The serpent's lie from the Garden of Eden still appeals
to us: "You will be like God -- if you take
matters into your own hands".
The misuse of responsibility.
Someone has defined worry as taking on a responsibility
that God never intended us to have. Sometimes people use
fear in the opposite way, to avoid ordinary tasks and
their consequences. They follow the motto: "Nothing
ventured, nothing lost.".
They thus refuse to inch the human enterprise forward by
venturing for the possibility of gain. Phobias represent
an across-the-board way to avoid venturing. An agoraphobic
woman, for example, who does not leave her house, certainly
avoids doing anything blameworthy or embarrassing in public.
One
woman used several phobias as excuses for saying no to
certain activities. She did not want to say no outright
in words, because she equated it with loud, out-of-control
anger that she feared she might lapse into if she ever
let herself express candid refusal. She lived by the absurd
notion, "The
world is too fragile to survive the full force of my fury
if I let it loose".
An overly conscientious
male client obsessed and fretted over the possibility that
his wife might leave him as his mother had left his father
years earlier. He still felt responsible for that breakup
of his childhood family. "It was something about me that I didn't do right",
he insisted as we discussed why his mother left. He wanted to
regard it as his fault, because then he could cling to the
belief that it came under his control, and therefore he
could prevent Mom from leaving. His self-condemnation provided
him a feeling of protection against vulnerable dependency
on the integrity of loved ones.
An Antifear First-Aid Kit
An obsessive mother could hardly get out
of her head the thought that, if she picked up a butcher
knife at home, she might stab her baby son with it. She
changed that obsession by putting it to work. Every
time that automatic thought came to her, she deliberately
pictured herself instead doing something positive for her
son (like rubbing his body with a soothing lotion while
humming to him), and a second positive thingwith the
knife (like slicing watermelon).
When you fearfully ask
yourself "What if
?" proceed consciously
and deliberately to answer the question with a series
of the worst outcomes you can imagine. Then enumerate
three benefits within each one of those tragedies. Find
something you can like about every outcome that you do
not like. Many of the horrors you imagine will consist
of losses (death of a loved one, loss of your own health
or property or status in life). And every loss carries a
built-in benefit: it frees you for a new attachment, with
new experiences and memories you could not have had if the
former good situation stayed the same.
Do an energy conversion. An electrical
powerhouse converts the energy of heat into the energy
of motion, and that into the energy of electricity. Convert
fear into enthusiasm. Both grow from a common root called
excitement or arousal. You can just
plain deliberately say, "I can hardly wait
for X!" where X represents something you fear and prefer
to avoid. Find some aspect about X that you can genuinely
welcome, if only the chance to see what it's like.

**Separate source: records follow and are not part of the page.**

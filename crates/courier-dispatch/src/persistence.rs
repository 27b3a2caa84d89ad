//! SQLite-backed notification tracker, shareable by every worker process.

use std::path::Path;
use std::sync::{Arc, Mutex};
use std::time::Duration;

use async_trait::async_trait;
use chrono::{DateTime, Utc};
use courier_core::error::{CourierError, Result};
use courier_core::types::{
    ChannelKind, ChannelSendInfo, ConfirmMode, SendStatus, UserNotification,
};
use rusqlite::{params, Connection, OptionalExtension, TransactionBehavior};

use crate::tracker::{check_transition, NotificationTracker, OutcomeWrite};

/// SQLite persistence for tracking views and channel outcomes.
/// Statements run on the blocking pool, like the scheduler store.
pub struct SqliteTracker {
    conn: Arc<Mutex<Connection>>,
}

impl SqliteTracker {
    /// Open or create the tracker tables.
    pub fn open(path: &Path) -> Result<Self> {
        if let Some(parent) = path.parent() {
            std::fs::create_dir_all(parent)?;
        }
        let conn = Connection::open(path).map_err(|e| CourierError::Tracker(format!("DB open: {e}")))?;
        Self::with_connection(conn)
    }

    pub fn open_in_memory() -> Result<Self> {
        let conn = Connection::open_in_memory()
            .map_err(|e| CourierError::Tracker(format!("DB open: {e}")))?;
        Self::with_connection(conn)
    }

    fn with_connection(conn: Connection) -> Result<Self> {
        conn.busy_timeout(Duration::from_secs(5)).map_err(db_err)?;
        conn.pragma_update_and_check(None, "journal_mode", "WAL", |row| row.get::<_, String>(0))
            .map_err(db_err)?;
        conn.execute_batch(
            "
            PRAGMA foreign_keys = ON;

            CREATE TABLE IF NOT EXISTS notification_tracking (
                id TEXT PRIMARY KEY,
                user_id TEXT NOT NULL,
                app_id TEXT NOT NULL,
                confirm_mode TEXT NOT NULL DEFAULT 'none',   -- explicit, none
                is_seen INTEGER NOT NULL DEFAULT 0,
                seen_at INTEGER,
                is_confirmed INTEGER NOT NULL DEFAULT 0,
                confirmed_at INTEGER,
                created_at INTEGER NOT NULL
            );

            -- One row per (notification, channel); status only moves forward
            CREATE TABLE IF NOT EXISTS channel_outcomes (
                notification_id TEXT NOT NULL,
                channel TEXT NOT NULL,
                status TEXT NOT NULL,
                last_update INTEGER NOT NULL,
                detail TEXT,
                attempt INTEGER NOT NULL DEFAULT 0,
                PRIMARY KEY (notification_id, channel),
                FOREIGN KEY (notification_id) REFERENCES notification_tracking(id) ON DELETE CASCADE
            );
         ",
        )
        .map_err(|e| CourierError::Tracker(format!("Migration: {e}")))?;
        Ok(Self {
            conn: Arc::new(Mutex::new(conn)),
        })
    }

    /// Run `f` against the connection on the blocking pool.
    async fn blocking<T, F>(&self, f: F) -> Result<T>
    where
        T: Send + 'static,
        F: FnOnce(&mut Connection) -> Result<T> + Send + 'static,
    {
        let conn = self.conn.clone();
        tokio::task::spawn_blocking(move || {
            let mut conn = conn
                .lock()
                .map_err(|_| CourierError::Tracker("connection lock poisoned".into()))?;
            f(&mut *conn)
        })
        .await
        .map_err(|e| CourierError::Tracker(format!("Task join error: {e}")))?
    }
}

/// Set a monotonic flag column. `Ok(false)` when it was already set.
fn set_flag(conn: &Connection, id: &str, flag: &str, stamp: &str) -> Result<bool> {
    let changed = conn
        .execute(
            &format!(
                "UPDATE notification_tracking SET {flag} = 1, {stamp} = ?1
                 WHERE id = ?2 AND {flag} = 0"
            ),
            params![Utc::now().timestamp_millis(), id],
        )
        .map_err(db_err)?;
    if changed > 0 {
        return Ok(true);
    }
    let exists: Option<i64> = conn
        .query_row(
            "SELECT 1 FROM notification_tracking WHERE id = ?1",
            [id],
            |row| row.get(0),
        )
        .optional()
        .map_err(db_err)?;
    match exists {
        Some(_) => Ok(false),
        None => Err(CourierError::NotFound(format!("notification {id}"))),
    }
}

fn insert_view(conn: &mut Connection, notification: &UserNotification) -> Result<bool> {
    let tx = conn
        .transaction_with_behavior(TransactionBehavior::Immediate)
        .map_err(db_err)?;
    let created = tx
        .execute(
            "INSERT OR IGNORE INTO notification_tracking
             (id, user_id, app_id, confirm_mode, is_seen, seen_at, is_confirmed, confirmed_at, created_at)
             VALUES (?1, ?2, ?3, ?4, ?5, ?6, ?7, ?8, ?9)",
            params![
                notification.id,
                notification.user_id,
                notification.app_id,
                notification.confirm_mode.as_str(),
                notification.is_seen as i32,
                notification.seen_at.map(|t| t.timestamp_millis()),
                notification.is_confirmed as i32,
                notification.confirmed_at.map(|t| t.timestamp_millis()),
                notification.created_at.timestamp_millis(),
            ],
        )
        .map_err(db_err)?
        > 0;
    if created {
        for (channel, info) in &notification.channels {
            tx.execute(
                "INSERT INTO channel_outcomes (notification_id, channel, status, last_update, detail, attempt)
                 VALUES (?1, ?2, ?3, ?4, ?5, ?6)",
                params![
                    notification.id,
                    channel.as_str(),
                    info.status.as_str(),
                    info.last_update.timestamp_millis(),
                    info.detail,
                    info.attempt,
                ],
            )
            .map_err(db_err)?;
        }
    }
    tx.commit().map_err(db_err)?;
    Ok(created)
}

fn load_view(conn: &Connection, id: &str) -> Result<Option<UserNotification>> {
    let row = conn
        .query_row(
            "SELECT id, user_id, app_id, confirm_mode, is_seen, seen_at, is_confirmed, confirmed_at, created_at
             FROM notification_tracking WHERE id = ?1",
            [id],
            |row| {
                let confirm_mode: String = row.get(3)?;
                Ok(UserNotification {
                    id: row.get(0)?,
                    user_id: row.get(1)?,
                    app_id: row.get(2)?,
                    confirm_mode: if confirm_mode == ConfirmMode::Explicit.as_str() {
                        ConfirmMode::Explicit
                    } else {
                        ConfirmMode::None
                    },
                    is_seen: row.get::<_, i32>(4)? != 0,
                    seen_at: row.get::<_, Option<i64>>(5)?.map(from_millis),
                    is_confirmed: row.get::<_, i32>(6)? != 0,
                    confirmed_at: row.get::<_, Option<i64>>(7)?.map(from_millis),
                    channels: Default::default(),
                    created_at: from_millis(row.get(8)?),
                })
            },
        )
        .optional()
        .map_err(db_err)?;

    let Some(mut notification) = row else {
        return Ok(None);
    };

    let mut stmt = conn
        .prepare(
            "SELECT channel, status, last_update, detail, attempt
             FROM channel_outcomes WHERE notification_id = ?1",
        )
        .map_err(db_err)?;
    let rows = stmt
        .query_map([id], |row| {
            Ok((
                row.get::<_, String>(0)?,
                row.get::<_, String>(1)?,
                row.get::<_, i64>(2)?,
                row.get::<_, Option<String>>(3)?,
                row.get::<_, u32>(4)?,
            ))
        })
        .map_err(db_err)?;

    for row in rows {
        let (channel, status, last_update, detail, attempt) = row.map_err(db_err)?;
        let (Ok(channel), Ok(status)) = (channel.parse::<ChannelKind>(), status.parse::<SendStatus>())
        else {
            tracing::warn!("⚠️ Skipping unreadable outcome row for {}: {}/{}", id, channel, status);
            continue;
        };
        notification.channels.insert(
            channel,
            ChannelSendInfo {
                status,
                last_update: from_millis(last_update),
                detail,
                attempt,
            },
        );
    }
    Ok(Some(notification))
}

/// Check and write one outcome inside a single write transaction.
fn write_outcome(
    conn: &mut Connection,
    id: &str,
    channel: ChannelKind,
    info: &ChannelSendInfo,
) -> Result<OutcomeWrite> {
    let tx = conn
        .transaction_with_behavior(TransactionBehavior::Immediate)
        .map_err(db_err)?;

    let known: Option<i64> = tx
        .query_row(
            "SELECT 1 FROM notification_tracking WHERE id = ?1",
            [id],
            |row| row.get(0),
        )
        .optional()
        .map_err(db_err)?;
    if known.is_none() {
        return Err(CourierError::NotFound(format!("notification {id}")));
    }

    let current: Option<String> = tx
        .query_row(
            "SELECT status FROM channel_outcomes WHERE notification_id = ?1 AND channel = ?2",
            params![id, channel.as_str()],
            |row| row.get(0),
        )
        .optional()
        .map_err(db_err)?;
    let current = current.and_then(|s| s.parse::<SendStatus>().ok());

    let write = check_transition(id, channel, current, info.status);
    if write == OutcomeWrite::Applied {
        tx.execute(
            "INSERT OR REPLACE INTO channel_outcomes
             (notification_id, channel, status, last_update, detail, attempt)
             VALUES (?1, ?2, ?3, ?4, ?5, ?6)",
            params![
                id,
                channel.as_str(),
                info.status.as_str(),
                info.last_update.timestamp_millis(),
                info.detail,
                info.attempt,
            ],
        )
        .map_err(db_err)?;
    }
    tx.commit().map_err(db_err)?;
    Ok(write)
}

#[async_trait]
impl NotificationTracker for SqliteTracker {
    async fn register(&self, notification: &UserNotification) -> Result<bool> {
        let notification = notification.clone();
        self.blocking(move |conn| insert_view(conn, &notification))
            .await
    }

    async fn get(&self, id: &str) -> Result<Option<UserNotification>> {
        let id = id.to_string();
        self.blocking(move |conn| load_view(conn, &id)).await
    }

    async fn mark_seen(&self, id: &str) -> Result<bool> {
        let id = id.to_string();
        self.blocking(move |conn| set_flag(conn, &id, "is_seen", "seen_at"))
            .await
    }

    async fn mark_confirmed(&self, id: &str) -> Result<bool> {
        let id = id.to_string();
        self.blocking(move |conn| set_flag(conn, &id, "is_confirmed", "confirmed_at"))
            .await
    }

    async fn record_channel_outcome(
        &self,
        id: &str,
        channel: ChannelKind,
        info: ChannelSendInfo,
    ) -> Result<OutcomeWrite> {
        let id = id.to_string();
        self.blocking(move |conn| write_outcome(conn, &id, channel, &info))
            .await
    }
}

fn from_millis(ms: i64) -> DateTime<Utc> {
    DateTime::from_timestamp_millis(ms).unwrap_or_default()
}

fn db_err(e: rusqlite::Error) -> CourierError {
    CourierError::Tracker(e.to_string())
}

Put worry to work. Use each occasion of
dread as a reminder to take one small, constructive step.
A salesman, worried about slow business, decided to use
each awareness of worry as a signal to set one lunch appointment
with a potential business contact. A mother, fretting about
her teenage son out late with the car, chose to let each
furrowing of her brow trigger into thanking God for one
specific excellent memory from the sixteen good years she
already had with her son.
God does not give us fears;
he offers peace instead. So, Satan, our adversary, entices
us to worry. He hates it when we praise the majesty of
God and adore Christ as Lord. So, if we make our worries
reminders to praise the Lord, Satan soon forsakes his
promotion of worry in us. Say aloud in your mind when you
realize you are worrying "Ah, thank you, Satan, for
reminding me to praise my wonderful Lord Jesus Christ".
Then tell Jesus that he is the excellent King of kings
and Lord of lords.
Use worries as windows into your soul. Whatever
you worry about losing may constitute an idol that you worship
more devotedly that you do the living God. If you worry about
looking foolish in front of other people, then you fear losing
their admiration. Proper concern to show common courtesy carries
with it no compulsion. When you desperately must assure yourself
that people think well of you, then let your anguish tip you
off to your pagan worship of created things rather than the
Creator.
Instead of trying to stop your
fearing, redirect it. Turn that energy of worship back
to its rightful object. See a terrifying picture of yourself
powerless before an overwhelming display of God's destructive
power, from which he spares you, at his mere pleasure,
with no obligation to you to do so. For example, picture
yourself walking up a mountainside gully between steep,
unclimbable walls. Suddenly, down the gully toward you
thunders a furious avalanche of boulders twice your size.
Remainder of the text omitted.